The Story in The Story

It is six thirty in the morning and I am sitting at our dining room table with a cup of coffee on one side of me and the window half open on the other.  I opened the window hoping that inspiration would be carried on the back of the cool morning breeze. The half-light of the sun barely illuminates the living room, which makes the dark grouping of objects seem more like a suggestion of furniture instead of concrete reality.

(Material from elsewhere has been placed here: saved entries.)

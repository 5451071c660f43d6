//! Storage error types.

use thiserror::Error;

/// Storage operation errors.
#[derive(Debug, Error)]
pub enum StorageError {
    /// File not found in storage.
    #[error("file not found: {key}")]
    NotFound {
        /// Storage key that was not found.
        key: String,
    },

    /// Presign operation not supported by provider.
    #[error("presign operation not supported by storage provider")]
    PresignNotSupported,

    /// Storage provider configuration error.
    #[error("storage configuration error: {0}")]
    Configuration(String),

    /// OpenDAL operation error.
    #[error("storage operation failed: {0}")]
    Operation(String),
}

impl StorageError {
    /// Create a configuration error.
    #[must_use]
    pub fn configuration(msg: impl Into<String>) -> Self {
        Self::Configuration(msg.into())
    }
}

impl From<opendal::Error> for StorageError {
    fn from(err: opendal::Error) -> Self {
        match err.kind() {
            opendal::ErrorKind::NotFound => Self::NotFound {
                key: err.to_string(),
            },
            opendal::ErrorKind::Unsupported => Self::PresignNotSupported,
            _ => Self::Operation(err.to_string()),
        }
    }
}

If I were to stretch my arm through the window I could almost touch the brick corner of our neighbor’s building.  But it remains just out of reach: as does any inspiration for a story.

As a writer a great deal of my time is spent trying to bridge the world around me with the world inside of me. Often times, Paul will catch me staring blankly into space.  I worry that he feels like he is living with a person who is experiencing the early onset of Alzheimer’s disease; someone who is not always present in the world.

He will snap his fingers in front of my face and say “Hello? Can you repeat what I just told you?”   When I flatly recount his story verbatim he’ll look at me and say “Wow, my story sounds even more boring when you tell it.”  To which I respond
“Not really.”

But that is the crux of the matter.  Any story can be told, but it is the way in which it is told that matters. If I write about my grandfather’s table, I can describe the way it looks.  It is round with dark grained wood, curved legs and has multiple leaves to make it bigger. All of these things are true.  It is an object in this world.  But if I speak of its journey from the mountains of North Carolina to its spot in our dining room with our blended family sitting around it for the first time together on the evening before our marriage, it becomes something else. It becomes the bridge between this world and my world; a story in a story.

“I choose a block of marble and chop off whatever I don’t need.” Rodin said.

I suppose that is what I do with a block of words.  Whittling them down until the story hiding inside of the story is revealed.  It runs in my family.  My grandfather did this with his drawings.  We would sit at his dining room table and he would begin to draw as if the picture already existed on the paper and his pencil merely highlighted it.    And so must his mother, who was a musical prodigy, have done the same with him; at the very same table singing in French as she played the Mandolin. The love of art and the art of love played out over and over again upon this table.

Paul walks into the living room humming and arranges the pillows on the now clearly defined sofa.  The clock above me plays its tune and strikes eight.  I sit up, stretch my arms, look out through the window and catch a glimpse of my neighbor sitting at his kitchen table.  I wonder if he has been there the whole time.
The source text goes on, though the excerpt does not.